Les deux finalistes incarnent des visions radicalement opposées du pays. Keiko Fujimori, fille de l'ancien dictateur emprisonné Alberto Fujimori, tente pour la quatrième fois d'accéder à la présidence, portant un programme libéral-conservateur marqué par l'héritage paternel. Roberto Sánchez, ancien ministre de Pedro Castillo et héritier d'une gauche radicale, a su capitaliser sur le rejet du système tout en modérant son discours. Pour les démocraties francophones – de l'Afrique subsaharienne à la Belgique en passant par le Canada –, l'issue de ce scrutin est suivie avec attention, tant le Pérou cristallise les défis de la représentation politique et de la transparence électorale dans un contexte de défiance généralisée.
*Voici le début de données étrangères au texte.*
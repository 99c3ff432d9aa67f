pub mod args;
pub mod capture;
pub mod detection;
pub mod hotkeys;
pub mod input;
pub mod macros;
pub mod tracker;

pub use capture::{ScreenGrabber, XcapGrabber};
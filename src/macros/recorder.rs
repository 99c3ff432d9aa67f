//! Macro recorder
//!
//! Captures a timestamped action sequence from the global input hook
//! between a countdown-gated start and a stop signal.

use super::action::{ActionKind, MacroAction, PressState};
use super::types::MacroEvent;
use crate::input::InputEvent;
use std::sync::Arc;
use std::sync::atomic::{AtomicBool, Ordering};
use tokio::sync::{broadcast, mpsc};
use tokio::time::{Duration, Instant, sleep, timeout};

#[derive(Debug, Clone)]
pub struct RecorderConfig {
    /// Armed delay before capture begins, announced second by second
    pub countdown_secs: u32,
    /// A press-and-release of this key ends the recording from inside the
    /// event stream
    pub stop_key: Option<String>,
}

impl Default for RecorderConfig {
    fn default() -> Self {
        Self {
            countdown_secs: 5,
            stop_key: None,
        }
    }
}

/// Interval at which idle waits re-check the cancellation flag.
const RECV_SLICE: Duration = Duration::from_millis(100);

/// Capture input events until cancelled, the stop key fires, or the hook
/// closes. Returns the recorded buffer; persisting it is the caller's
/// decision.
pub async fn run_recording(
    mut events: broadcast::Receiver<InputEvent>,
    config: RecorderConfig,
    cancel: Arc<AtomicBool>,
    event_tx: mpsc::Sender<MacroEvent>,
) -> Vec<MacroAction> {
    for remaining in (1..=config.countdown_secs).rev() {
        let _ = event_tx.send(MacroEvent::Countdown(remaining)).await;
        if sleep_cancellable(Duration::from_secs(1), &cancel).await {
            return Vec::new();
        }
    }
    if cancel.load(Ordering::Relaxed) {
        return Vec::new();
    }

    // Events observed while the countdown ran are not part of the macro
    while events.try_recv().is_ok() {}

    let _ = event_tx.send(MacroEvent::RecordingStarted).await;
    let start = Instant::now();
    let mut actions: Vec<MacroAction> = Vec::new();
    let mut last_move: Option<(i32, i32)> = None;

    loop {
        if cancel.load(Ordering::Relaxed) {
            break;
        }
        let event = match timeout(RECV_SLICE, events.recv()).await {
            Ok(Ok(event)) => event,
            Ok(Err(broadcast::error::RecvError::Lagged(skipped))) => {
                log::warn!("Input hook lagged, {skipped} events dropped from recording");
                continue;
            }
            Ok(Err(broadcast::error::RecvError::Closed)) => break,
            Err(_) => continue,
        };

        let time = start.elapsed().as_secs_f64();
        match event {
            InputEvent::MouseMove { x, y } => {
                // Coalesce repeated positions
                if last_move == Some((x, y)) {
                    continue;
                }
                last_move = Some((x, y));
                actions.push(MacroAction {
                    kind: ActionKind::Move { x, y },
                    time,
                });
            }
            InputEvent::ButtonPress { x, y, button } => {
                actions.push(MacroAction {
                    kind: ActionKind::Click {
                        x,
                        y,
                        button,
                        state: PressState::Press,
                    },
                    time,
                });
            }
            InputEvent::ButtonRelease { x, y, button } => {
                actions.push(MacroAction {
                    kind: ActionKind::Click {
                        x,
                        y,
                        button,
                        state: PressState::Release,
                    },
                    time,
                });
            }
            InputEvent::KeyPress { key } => {
                if config.stop_key.as_deref() == Some(key.as_str()) {
                    continue;
                }
                actions.push(MacroAction {
                    kind: ActionKind::Key {
                        key,
                        state: PressState::Press,
                    },
                    time,
                });
            }
            InputEvent::KeyRelease { key } => {
                if config.stop_key.as_deref() == Some(key.as_str()) {
                    break;
                }
                actions.push(MacroAction {
                    kind: ActionKind::Key {
                        key,
                        state: PressState::Release,
                    },
                    time,
                });
            }
        }
    }

    actions
}

/// Sleep in small slices, returning true as soon as the flag is set.
pub(crate) async fn sleep_cancellable(duration: Duration, cancel: &AtomicBool) -> bool {
    let deadline = Instant::now() + duration;
    loop {
        if cancel.load(Ordering::Relaxed) {
            return true;
        }
        let remaining = deadline.saturating_duration_since(Instant::now());
        if remaining.is_zero() {
            return false;
        }
        sleep(remaining.min(RECV_SLICE)).await;
    }
}

#[cfg(test)]
mod tests {
    use super::*;
    use crate::input::{InputHook, MouseButton};

    fn instant_config() -> RecorderConfig {
        RecorderConfig {
            countdown_secs: 0,
            stop_key: None,
        }
    }

    #[tokio::test(flavor = "multi_thread")]
    async fn test_recording_coalesces_repeated_moves() {
        let hook = InputHook::detached();
        let events = hook.subscribe();
        let sender = hook.sender();
        let cancel = Arc::new(AtomicBool::new(false));
        let (event_tx, _event_rx) = mpsc::channel(32);

        let task = tokio::spawn(run_recording(
            events,
            instant_config(),
            Arc::clone(&cancel),
            event_tx,
        ));

        // Let the recorder pass its countdown and drain phase
        sleep(Duration::from_millis(50)).await;
        sender.send(InputEvent::MouseMove { x: 10, y: 10 }).unwrap();
        sender.send(InputEvent::MouseMove { x: 10, y: 10 }).unwrap();
        sender.send(InputEvent::MouseMove { x: 20, y: 20 }).unwrap();
        sender
            .send(InputEvent::ButtonPress {
                x: 20,
                y: 20,
                button: MouseButton::Left,
            })
            .unwrap();
        sleep(Duration::from_millis(100)).await;
        cancel.store(true, Ordering::Relaxed);

        let actions = task.await.unwrap();
        assert_eq!(actions.len(), 3, "duplicate move must be dropped: {actions:?}");
        assert!(matches!(actions[0].kind, ActionKind::Move { x: 10, y: 10 }));
        assert!(matches!(actions[1].kind, ActionKind::Move { x: 20, y: 20 }));
        assert!(matches!(
            actions[2].kind,
            ActionKind::Click {
                state: PressState::Press,
                ..
            }
        ));

        // Timestamps are monotonically non-decreasing
        for pair in actions.windows(2) {
            assert!(pair[0].time <= pair[1].time);
        }
    }

    #[tokio::test(flavor = "multi_thread")]
    async fn test_stop_key_ends_recording_without_being_recorded() {
        let hook = InputHook::detached();
        let events = hook.subscribe();
        let sender = hook.sender();
        let cancel = Arc::new(AtomicBool::new(false));
        let (event_tx, _event_rx) = mpsc::channel(32);
        let config = RecorderConfig {
            countdown_secs: 0,
            stop_key: Some("f6".to_string()),
        };

        let task = tokio::spawn(run_recording(events, config, Arc::clone(&cancel), event_tx));

        sleep(Duration::from_millis(50)).await;
        sender
            .send(InputEvent::KeyPress {
                key: "a".to_string(),
            })
            .unwrap();
        sender
            .send(InputEvent::KeyPress {
                key: "f6".to_string(),
            })
            .unwrap();
        sender
            .send(InputEvent::KeyRelease {
                key: "f6".to_string(),
            })
            .unwrap();

        // The recorder ends on its own; no cancel needed
        let actions = tokio::time::timeout(Duration::from_secs(2), task)
            .await
            .expect("stop key should end the recording")
            .unwrap();
        assert_eq!(actions.len(), 1);
        assert!(matches!(
            &actions[0].kind,
            ActionKind::Key { key, state: PressState::Press } if key == "a"
        ));
    }

    #[tokio::test(flavor = "multi_thread")]
    async fn test_cancel_during_countdown_discards_everything() {
        let hook = InputHook::detached();
        let events = hook.subscribe();
        let cancel = Arc::new(AtomicBool::new(false));
        let (event_tx, mut event_rx) = mpsc::channel(32);
        let config = RecorderConfig {
            countdown_secs: 5,
            stop_key: None,
        };

        let task = tokio::spawn(run_recording(events, config, Arc::clone(&cancel), event_tx));

        // First countdown announcement proves the recorder is armed
        let first = tokio::time::timeout(Duration::from_secs(2), event_rx.recv())
            .await
            .unwrap();
        assert!(matches!(first, Some(MacroEvent::Countdown(5))));

        cancel.store(true, Ordering::Relaxed);
        let actions = tokio::time::timeout(Duration::from_secs(2), task)
            .await
            .expect("cancel should end the countdown")
            .unwrap();
        assert!(actions.is_empty());
    }
}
Si Keiko Fujimori part favorite, le second tour s'annonce indécis. L'abstention, déjà élevée, pourrait jouer un rôle décisif, de même que le report des voix de l'électorat centriste et ultraconservateur. La communauté internationale, en particulier l'Union européenne et la France, surveille de près la régularité du processus. Au-delà de l'alternative binaire, le Pérou reste confronté à une crise de régime persistante : aucun des deux candidats ne semble en mesure de bâtir un consensus durable, et le prochain gouvernement devra composer avec un Congrès morcelé et une opinion publique exsangue.
| Presse latino-américaine | 0.00 | neutral |
|---|---|---|
| Presse européenne continentale | −0.30 | critical |
| Presse chinoise | 0.00 | neutral |
Après plus d'un mois de dépouillement tumultueux, le Pérou a enfin défini les candidats pour le second tour : la conservatrice Keiko Fujimori et le socialiste Roberto Sánchez. Les médias latino-américains rapportent les faits sur un ton technique, soulignant les accusations de fraude et la longue attente, mais sans prendre position.
La presse européenne continentale présente le second tour comme un frein à l’extrême droite, qualifiant Fujimori de fille du dictateur et Sánchez d’héritier de l’ancien président Castillo. Le ton est critique envers la droite, avec une approbation subtile d’un scénario qui empêche une victoire de l’extrême droite.
Les médias d'État chinois rapportent les résultats officiels avec détachement, notant les accusations de fraude mais sans insister. Le récit est technique et se concentre sur la turbulence politique péruvienne, sans exprimer de préférences.